Person A's right to freedom of speech may conflict with person B's right not to live in fear.
There's no right not to live in fear. It's a big scary world.

Person A's right to buy the cheapest products available may conflict with person B's right not to have their land poisoned by the stream that runs through it.
Nope. That does touch on property "rights", though, which are a social construct. We have found that protecting property makes societies stronger and more stable, and we have made the bargain to voluntarily surrender some minor rights for this benefit.

Person A's right to burn fossil fuel to enhance their lifestyle may conflict with person B's right to farm their land without it disappearing beneath the waves.
Same thing. Person A has that right - if they have the fossil fuel, they can burn it. But sometimes land disappears beneath the waves, and there is no right for that not to happen.

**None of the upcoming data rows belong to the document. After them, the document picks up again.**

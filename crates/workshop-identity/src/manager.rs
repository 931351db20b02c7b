//! Identity lifecycle manager

use std::sync::Arc;

use tracing::{debug, info, instrument};

use workshop_common::converge::ConvergenceDriver;
use workshop_common::credentials::CredentialHasher;
use workshop_common::crd::WorkshopSpec;
use workshop_common::store::ResourceStore;
use workshop_common::tenant::{tenants, Tenant};
use workshop_common::{proceed, Progress, Result};

use crate::bundle::{bundle_secret, bundle_secret_ref, CredentialBundle, StagingArea};
use crate::provider::ensure_identity_provider;
use crate::stage::{identity, identity_mapping, infra_binding, user, IdentityStage};

/// Creates and removes tenant identities and registers the login provider
pub struct IdentityManager {
    driver: ConvergenceDriver,
    hasher: Arc<dyn CredentialHasher>,
    staging: StagingArea,
}

impl IdentityManager {
    /// Create a manager over the given store
    pub fn new(
        store: Arc<dyn ResourceStore>,
        hasher: Arc<dyn CredentialHasher>,
        staging: StagingArea,
    ) -> Self {
        Self {
            driver: ConvergenceDriver::new(store),
            hasher,
            staging,
        }
    }

    /// Bring every tenant to `Mapped`, remove tenants past the configured
    /// count, publish the credential bundle and register the provider
    #[instrument(skip(self, spec), fields(tenants = spec.users.count))]
    pub async fn reconcile_tenant_identities(&self, spec: &WorkshopSpec) -> Result<Progress> {
        for tenant in tenants(spec) {
            proceed!(self.provision(&tenant).await?);
        }
        let removed = self.remove_beyond(spec).await?;
        if removed > 0 {
            info!(removed, "removed identities of tenants past the configured count");
        }

        self.publish_bundle(spec).await?;
        proceed!(ensure_identity_provider(&self.driver).await?);

        info!("tenant identities converged");
        Ok(Progress::Done)
    }

    /// Walk every tenant, including leftovers past the configured count,
    /// back to `Absent` and delete the credential bundle
    #[instrument(skip(self, spec), fields(tenants = spec.users.count))]
    pub async fn delete_tenant_identities(&self, spec: &WorkshopSpec) -> Result<Progress> {
        for tenant in tenants(spec) {
            self.remove(&tenant).await?;
        }
        self.remove_beyond(spec).await?;
        self.driver.ensure_absent(&bundle_secret_ref()).await?;

        info!("tenant identities deleted");
        Ok(Progress::Done)
    }

    async fn provision(&self, tenant: &Tenant) -> Result<Progress> {
        let mut stage = IdentityStage::Absent;
        while let Some(next) = stage.advance() {
            let record = match next {
                IdentityStage::Absent => break,
                IdentityStage::Created => user(tenant),
                IdentityStage::Bound => infra_binding(tenant),
                IdentityStage::Identified => {
                    let Some(uid) = self.user_uid(tenant).await? else {
                        return Ok(Progress::waiting(format!(
                            "user {} has no uid yet",
                            tenant.username
                        )));
                    };
                    identity(tenant, &uid)
                }
                IdentityStage::Mapped => identity_mapping(tenant),
            };
            self.driver.apply(&record).await?;
            stage = next;
        }
        debug!(tenant = %tenant.username, ?stage, "identity provisioned");
        Ok(Progress::Done)
    }

    async fn remove(&self, tenant: &Tenant) -> Result<()> {
        let mut stage = IdentityStage::Mapped;
        loop {
            if let Some(reference) = stage.object(tenant) {
                self.driver.ensure_absent(&reference).await?;
            }
            match stage.retreat() {
                Some(prev) => stage = prev,
                None => break,
            }
        }
        debug!(tenant = %tenant.username, "identity removed");
        Ok(())
    }

    /// Remove tenants `N+1, N+2, ...` until the first one whose user is absent
    async fn remove_beyond(&self, spec: &WorkshopSpec) -> Result<u32> {
        let mut removed = 0;
        let mut next = spec.users.count.checked_add(1);
        while let Some(id) = next {
            let tenant = Tenant::new(spec, id);
            let Some(user_ref) = IdentityStage::Created.object(&tenant) else {
                break;
            };
            if self.driver.lookup(&user_ref).await?.is_none() {
                break;
            }
            self.remove(&tenant).await?;
            removed += 1;
            next = id.checked_add(1);
        }
        Ok(removed)
    }

    async fn user_uid(&self, tenant: &Tenant) -> Result<Option<String>> {
        let Some(reference) = IdentityStage::Created.object(tenant) else {
            return Ok(None);
        };
        Ok(self
            .driver
            .lookup(&reference)
            .await?
            .and_then(|u| u.metadata.uid))
    }

    async fn publish_bundle(&self, spec: &WorkshopSpec) -> Result<()> {
        let bundle = CredentialBundle::build(spec, self.hasher.as_ref())?;
        let path = self.staging.stage(&bundle.render()).await?;

        let published = async {
            let contents = self.staging.read(&path).await?;
            self.driver.apply(&bundle_secret(&contents)).await
        }
        .await;
        self.staging.discard(&path).await;

        let outcome = published?;
        debug!(entries = bundle.len(), ?outcome, "credential bundle published");
        Ok(())
    }
}
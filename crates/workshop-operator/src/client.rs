//! Access to the Workshop resource itself

use async_trait::async_trait;
use kube::api::{Patch, PatchParams};
use kube::{Api, Client};
#[cfg(test)]
use mockall::automock;
use serde_json::{json, Value};

use workshop_common::crd::{Workshop, WorkshopStatus};
use workshop_common::resource::ResourceKind;
use workshop_common::{Error, Result, StoreError, FIELD_MANAGER};

/// Operations the controller performs on Workshop objects
#[cfg_attr(test, automock)]
#[async_trait]
pub trait WorkshopClient: Send + Sync {
    /// Replace the status subresource
    async fn patch_status(&self, name: &str, status: &WorkshopStatus) -> Result<()>;

    /// Add a finalizer if it is not already present
    async fn add_finalizer(&self, name: &str, finalizer: &str) -> Result<()>;

    /// Remove a finalizer; a missing Workshop is not an error
    async fn remove_finalizer(&self, name: &str, finalizer: &str) -> Result<()>;
}

/// [`WorkshopClient`] backed by the Kubernetes API
pub struct WorkshopClientImpl {
    client: Client,
}

impl WorkshopClientImpl {
    /// Create a client
    pub fn new(client: Client) -> Self {
        Self { client }
    }

    fn api(&self) -> Api<Workshop> {
        Api::all(self.client.clone())
    }
}

fn store_error(name: &str, err: kube::Error) -> Error {
    Error::store(ResourceKind::Workshop, name, StoreError::from(err))
}

async fn patch_finalizers(api: &Api<Workshop>, name: &str, finalizers: Vec<String>) -> Result<()> {
    let patch = json!({ "metadata": { "finalizers": finalizers } });
    api.patch(name, &PatchParams::default(), &Patch::Merge(&patch))
        .await
        .map_err(|e| store_error(name, e))?;
    Ok(())
}

/// Merge patch replacing every status field; unset optionals are sent as
/// null so a merge removes what an earlier pass wrote
pub fn status_patch(status: &WorkshopStatus) -> Value {
    json!({
        "status": {
            "phase": status.phase,
            "message": status.message,
            "readyTenants": status.ready_tenants,
            "observedGeneration": status.observed_generation,
        }
    })
}

#[async_trait]
impl WorkshopClient for WorkshopClientImpl {
    async fn patch_status(&self, name: &str, status: &WorkshopStatus) -> Result<()> {
        let patch = status_patch(status);
        self.api()
            .patch_status(
                name,
                &PatchParams::apply(FIELD_MANAGER),
                &Patch::Merge(&patch),
            )
            .await
            .map_err(|e| store_error(name, e))?;
        Ok(())
    }

    async fn add_finalizer(&self, name: &str, finalizer: &str) -> Result<()> {
        let api = self.api();
        let workshop = api.get(name).await.map_err(|e| store_error(name, e))?;
        let mut finalizers = workshop.metadata.finalizers.unwrap_or_default();
        if finalizers.iter().any(|f| f == finalizer) {
            return Ok(());
        }
        finalizers.push(finalizer.to_string());
        patch_finalizers(&api, name, finalizers).await
    }

    async fn remove_finalizer(&self, name: &str, finalizer: &str) -> Result<()> {
        let api = self.api();
        let workshop = match api.get_opt(name).await.map_err(|e| store_error(name, e))? {
            Some(w) => w,
            None => return Ok(()),
        };
        let finalizers: Vec<String> = workshop
            .metadata
            .finalizers
            .unwrap_or_default()
            .into_iter()
            .filter(|f| f != finalizer)
            .collect();
        patch_finalizers(&api, name, finalizers).await
    }
}

#[cfg(test)]
mod tests {
    use super::*;
    use workshop_common::crd::WorkshopPhase;

    #[test]
    fn ready_patch_clears_previous_message() {
        let status = WorkshopStatus {
            phase: WorkshopPhase::Ready,
            message: None,
            ready_tenants: 2,
            observed_generation: Some(3),
        };
        assert_eq!(
            status_patch(&status),
            json!({
                "status": {
                    "phase": "Ready",
                    "message": null,
                    "readyTenants": 2,
                    "observedGeneration": 3,
                }
            })
        );
    }

    #[test]
    fn waiting_patch_carries_message() {
        let status = WorkshopStatus {
            phase: WorkshopPhase::Provisioning,
            message: Some("waiting on argocd-server".to_string()),
            ..Default::default()
        };
        let patch = status_patch(&status);
        assert_eq!(patch["status"]["message"], json!("waiting on argocd-server"));
        assert_eq!(patch["status"]["observedGeneration"], Value::Null);
    }
}
//! In-memory [`ResourceStore`] for tests
//!
//! Records every call in order, assigns resource versions and UIDs, applies
//! JSON merge patches, and supports failure injection and health overrides.

use std::collections::BTreeMap;

use async_trait::async_trait;
use parking_lot::Mutex;
use serde_json::Value;

use crate::error::StoreError;
use crate::resource::{ResourceKind, ResourceRecord, ResourceRef};
use crate::store::{ObservedState, ResourceStore};

/// Store operation, as recorded in the call log
#[derive(Clone, Copy, Debug, PartialEq, Eq)]
pub enum StoreOp {
    /// `create`
    Create,
    /// `get`
    Get,
    /// `update`
    Update,
    /// `delete`
    Delete,
    /// `list`
    List,
    /// `patch_merge`
    Patch,
    /// `query_health`
    Health,
}

/// One recorded store call
#[derive(Clone, Debug, PartialEq, Eq)]
pub struct StoreCall {
    /// Operation
    pub op: StoreOp,
    /// Kind targeted
    pub kind: ResourceKind,
    /// Object name (empty for list)
    pub name: String,
}

type Key = (ResourceKind, Option<String>, String);

#[derive(Default)]
struct Inner {
    objects: BTreeMap<Key, ResourceRecord>,
    health: BTreeMap<ResourceRef, ObservedState>,
    failures: Vec<(StoreOp, ResourceKind, String, StoreError)>,
    calls: Vec<StoreCall>,
    counter: u64,
}

impl Inner {
    fn record(&mut self, op: StoreOp, kind: ResourceKind, name: &str) -> Result<(), StoreError> {
        self.calls.push(StoreCall {
            op,
            kind,
            name: name.to_string(),
        });
        match self
            .failures
            .iter()
            .find(|(o, k, n, _)| *o == op && *k == kind && (n.is_empty() || n == name))
        {
            Some((_, _, _, err)) => Err(err.clone()),
            None => Ok(()),
        }
    }

    fn next(&mut self) -> u64 {
        self.counter += 1;
        self.counter
    }
}

fn key_of(reference: &ResourceRef) -> Key {
    (
        reference.kind,
        reference.namespace.clone(),
        reference.name.clone(),
    )
}

/// Thread-safe in-memory store
#[derive(Default)]
pub struct MemoryStore {
    inner: Mutex<Inner>,
}

impl MemoryStore {
    /// Create an empty store
    pub fn new() -> Self {
        Self::default()
    }

    /// Insert an object directly, without logging a call
    pub fn seed(&self, mut record: ResourceRecord) {
        let mut inner = self.inner.lock();
        let n = inner.next();
        record.metadata.resource_version = Some(n.to_string());
        record.metadata.uid.get_or_insert_with(|| format!("uid-{n}"));
        inner.objects.insert(key_of(&record.reference()), record);
    }

    /// Current copy of an object
    pub fn object(&self, reference: &ResourceRef) -> Option<ResourceRecord> {
        self.inner.lock().objects.get(&key_of(reference)).cloned()
    }

    /// Whether an object exists
    pub fn contains(&self, reference: &ResourceRef) -> bool {
        self.inner.lock().objects.contains_key(&key_of(reference))
    }

    /// All stored objects of one kind
    pub fn objects_of(&self, kind: ResourceKind) -> Vec<ResourceRecord> {
        self.inner
            .lock()
            .objects
            .values()
            .filter(|r| r.kind == kind)
            .cloned()
            .collect()
    }

    /// Override the health reported for a handle
    pub fn set_health(&self, reference: ResourceRef, desired: i32, available: i32) {
        self.inner
            .lock()
            .health
            .insert(reference, ObservedState { desired, available });
    }

    /// Make `op` on `kind`/`name` fail; an empty name matches every object
    pub fn fail_on(&self, op: StoreOp, kind: ResourceKind, name: &str, err: StoreError) {
        self.inner
            .lock()
            .failures
            .push((op, kind, name.to_string(), err));
    }

    /// Remove all injected failures
    pub fn clear_failures(&self) {
        self.inner.lock().failures.clear();
    }

    /// Call log in order
    pub fn calls(&self) -> Vec<StoreCall> {
        self.inner.lock().calls.clone()
    }

    /// Calls of one operation, in order
    pub fn calls_of(&self, op: StoreOp) -> Vec<StoreCall> {
        self.inner
            .lock()
            .calls
            .iter()
            .filter(|c| c.op == op)
            .cloned()
            .collect()
    }

    /// Number of calls of one operation
    pub fn count(&self, op: StoreOp) -> usize {
        self.calls_of(op).len()
    }

    /// Forget the call log
    pub fn clear_calls(&self) {
        self.inner.lock().calls.clear();
    }
}

#[async_trait]
impl ResourceStore for MemoryStore {
    async fn create(&self, record: &ResourceRecord) -> Result<(), StoreError> {
        let mut inner = self.inner.lock();
        inner.record(StoreOp::Create, record.kind, record.name())?;
        let key = key_of(&record.reference());
        if inner.objects.contains_key(&key) {
            return Err(StoreError::AlreadyExists);
        }
        let n = inner.next();
        let mut stored = record.clone();
        stored.metadata.resource_version = Some(n.to_string());
        stored.metadata.uid = Some(format!("uid-{n}"));
        inner.objects.insert(key, stored);
        Ok(())
    }

    async fn get(&self, reference: &ResourceRef) -> Result<ResourceRecord, StoreError> {
        let mut inner = self.inner.lock();
        inner.record(StoreOp::Get, reference.kind, &reference.name)?;
        inner
            .objects
            .get(&key_of(reference))
            .cloned()
            .ok_or(StoreError::NotFound)
    }

    async fn update(&self, record: &ResourceRecord) -> Result<(), StoreError> {
        let mut inner = self.inner.lock();
        inner.record(StoreOp::Update, record.kind, record.name())?;
        let key = key_of(&record.reference());
        let current_version = match inner.objects.get(&key) {
            Some(current) => current.metadata.resource_version.clone(),
            None => return Err(StoreError::NotFound),
        };
        if record.metadata.resource_version.is_some()
            && record.metadata.resource_version != current_version
        {
            return Err(StoreError::Conflict(format!(
                "resourceVersion {:?} is stale",
                record.metadata.resource_version
            )));
        }
        let n = inner.next();
        let mut stored = record.clone();
        stored.metadata.resource_version = Some(n.to_string());
        inner.objects.insert(key, stored);
        Ok(())
    }

    async fn delete(&self, reference: &ResourceRef) -> Result<(), StoreError> {
        let mut inner = self.inner.lock();
        inner.record(StoreOp::Delete, reference.kind, &reference.name)?;
        inner
            .objects
            .remove(&key_of(reference))
            .map(|_| ())
            .ok_or(StoreError::NotFound)
    }

    async fn list(
        &self,
        kind: ResourceKind,
        namespace: Option<String>,
    ) -> Result<Vec<ResourceRecord>, StoreError> {
        let mut inner = self.inner.lock();
        inner.record(StoreOp::List, kind, "")?;
        Ok(inner
            .objects
            .values()
            .filter(|r| r.kind == kind)
            .filter(|r| namespace.is_none() || r.metadata.namespace == namespace)
            .cloned()
            .collect())
    }

    async fn patch_merge(&self, reference: &ResourceRef, patch: &Value) -> Result<(), StoreError> {
        let mut inner = self.inner.lock();
        inner.record(StoreOp::Patch, reference.kind, &reference.name)?;
        let n = inner.next();
        let Some(record) = inner.objects.get_mut(&key_of(reference)) else {
            return Err(StoreError::NotFound);
        };

        let mut body = patch.clone();
        if let Some(meta_patch) = body.as_object_mut().and_then(|m| m.remove("metadata")) {
            let mut meta = serde_json::to_value(&record.metadata)
                .map_err(|e| StoreError::Other(e.to_string()))?;
            merge_patch(&mut meta, &meta_patch);
            record.metadata =
                serde_json::from_value(meta).map_err(|e| StoreError::Other(e.to_string()))?;
        }
        merge_patch(&mut record.body, &body);
        record.metadata.resource_version = Some(n.to_string());
        Ok(())
    }

    async fn query_health(&self, reference: &ResourceRef) -> Result<ObservedState, StoreError> {
        let mut inner = self.inner.lock();
        inner.record(StoreOp::Health, reference.kind, &reference.name)?;
        if let Some(state) = inner.health.get(reference) {
            return Ok(*state);
        }
        inner
            .objects
            .get(&key_of(reference))
            .map(|r| ObservedState::from_body(&r.body))
            .ok_or(StoreError::NotFound)
    }
}

/// Apply an RFC 7386 JSON merge patch in place
pub fn merge_patch(target: &mut Value, patch: &Value) {
    let Value::Object(patch_map) = patch else {
        *target = patch.clone();
        return;
    };
    if !target.is_object() {
        *target = Value::Object(serde_json::Map::new());
    }
    if let Value::Object(target_map) = target {
        for (key, value) in patch_map {
            if value.is_null() {
                target_map.remove(key);
            } else {
                merge_patch(
                    target_map.entry(key.clone()).or_insert(Value::Null),
                    value,
                );
            }
        }
    }
}

#[cfg(test)]
mod tests {
    use super::*;
    use serde_json::json;

    fn user(name: &str) -> ResourceRecord {
        ResourceRecord::new(
            ResourceKind::User,
            name,
            None,
            BTreeMap::new(),
            json!({ "fullName": name }),
        )
    }

    #[tokio::test]
    async fn create_then_duplicate() {
        let store = MemoryStore::new();
        store.create(&user("user1")).await.unwrap();
        assert_eq!(
            store.create(&user("user1")).await,
            Err(StoreError::AlreadyExists)
        );
        let got = store
            .get(&ResourceRef::cluster(ResourceKind::User, "user1"))
            .await
            .unwrap();
        assert!(got.metadata.uid.is_some());
        assert_eq!(store.count(StoreOp::Create), 2);
    }

    #[tokio::test]
    async fn stale_update_conflicts() {
        let store = MemoryStore::new();
        store.create(&user("user1")).await.unwrap();
        let r = ResourceRef::cluster(ResourceKind::User, "user1");
        let first = store.get(&r).await.unwrap();
        let second = store.get(&r).await.unwrap();

        store.update(&first).await.unwrap();
        assert!(matches!(
            store.update(&second).await,
            Err(StoreError::Conflict(_))
        ));
    }

    #[tokio::test]
    async fn injected_failure_is_returned_and_logged() {
        let store = MemoryStore::new();
        store.fail_on(
            StoreOp::Create,
            ResourceKind::User,
            "",
            StoreError::Other("boom".into()),
        );
        assert!(matches!(
            store.create(&user("user1")).await,
            Err(StoreError::Other(_))
        ));
        assert_eq!(store.calls().len(), 1);
        assert!(!store.contains(&ResourceRef::cluster(ResourceKind::User, "user1")));
    }

    #[tokio::test]
    async fn delete_missing_is_not_found() {
        let store = MemoryStore::new();
        let r = ResourceRef::cluster(ResourceKind::User, "ghost");
        assert_eq!(store.delete(&r).await, Err(StoreError::NotFound));
    }

    #[tokio::test]
    async fn health_override_wins_over_body() {
        let store = MemoryStore::new();
        let r = ResourceRef::namespaced(ResourceKind::Deployment, "argocd-server", "argocd");
        assert_eq!(store.query_health(&r).await, Err(StoreError::NotFound));
        store.set_health(r.clone(), 1, 1);
        assert_eq!(
            store.query_health(&r).await.unwrap(),
            ObservedState {
                desired: 1,
                available: 1
            }
        );
    }

    #[tokio::test]
    async fn merge_patch_replaces_lists_and_labels() {
        let store = MemoryStore::new();
        store.seed(ResourceRecord::new(
            ResourceKind::OAuth,
            "cluster",
            None,
            BTreeMap::new(),
            json!({ "spec": { "identityProviders": [{ "name": "a" }], "tokenConfig": {} } }),
        ));
        let r = ResourceRef::cluster(ResourceKind::OAuth, "cluster");
        store
            .patch_merge(
                &r,
                &json!({
                    "metadata": { "labels": { "x": "y" } },
                    "spec": { "identityProviders": [{ "name": "b" }, { "name": "a" }] }
                }),
            )
            .await
            .unwrap();
        let got = store.object(&r).unwrap();
        assert_eq!(
            got.field("/spec/identityProviders"),
            Some(&json!([{ "name": "b" }, { "name": "a" }]))
        );
        assert_eq!(got.field("/spec/tokenConfig"), Some(&json!({})));
        assert_eq!(got.labels().get("x").map(String::as_str), Some("y"));
    }

    #[test]
    fn merge_patch_null_removes() {
        let mut v = json!({ "a": 1, "b": { "c": 2 } });
        merge_patch(&mut v, &json!({ "a": null, "b": { "d": 3 } }));
        assert_eq!(v, json!({ "b": { "c": 2, "d": 3 } }));
    }
}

But as a societal bargain, it's a worthwhile tradeoff.

Person A's right to maximise their wealth may conflict with person B's right to a fair wage.
Again, the first is a right, the latter a societal bargain. Everyone is inherently entitled to choose whether or not to make any particular trade of goods or services. Sometimes circumstances make all choices bad. That doesn't change the fact that you still have the right.

But you have no right to dictate the other side of the deal. You can bargain for it; as a society, we can create rules that we think will benefit us all (or most of us). But those are not rights.

Is there any, seemingly reasonable, right which doesn't potentially conflict with another equally reasonable one?
All of them.
 
Then one of them isn't a right. A right is something inherent.

Could you stop taking your own computation/cognition for granted and for once get out of your comfort zone? Inherent rights are as true/right as the concept of God. There are no inherent rights, that is bad philosophy.

You will if you track your own computation/cognition realize that you only think that there are inherent rights. :) All rights are (inter-)subjective and dependent on the actual cognition of the person claiming them.
 
If all force is verboten under and and all circumstances, then how could the police arrest someone who doesn't want to be arrested?
 
It is "wrong", "not correct" and all that jazz to claim that for any given living entity the ultimate value is its own life. That is not how reality works.

No, Tommy, Rand understood that this is how reality works. What you did is attack a straw man. Ethics as a system of correct values is formulated precisely because of the very phenomenon you identify. Men act irrationally (in other words they pursue a course of self destruction) all the time and, therefore, are said to need guidance concerning what values to pursue. What you just described is covered by Rand's definition of a value:
“Value” is that which one acts to gain and/or keep. The concept “value” is not a primary; it presupposes an answer to the question: of value to whom and for what? It presupposes an entity capable of acting to achieve a goal in the face of an alternative. Where no alternative exists, no goals and no values are possible.

The definition given above covers the actions of living entities in general but since ethics wouldn't apply to the non human (such as birds or cows) or to automated functions (that of the heart and lungs for example), then we need not concern ourselves with what biology in general deals with. My cat wouldn't have a clue what to do with philosophy and doesn't need it to function so in the end we are dealing only with humans and their choices.
 
If all force is verboten under and and all circumstances, then how could the police arrest someone who doesn't want to be arrested?

Force is not verboten. The initiation of force is. Self defense and regulated retaliatory force is justified. A criminal's actions are wrong but the actions of the police and courts to identify, pursue, apprehend and prosecute are proper.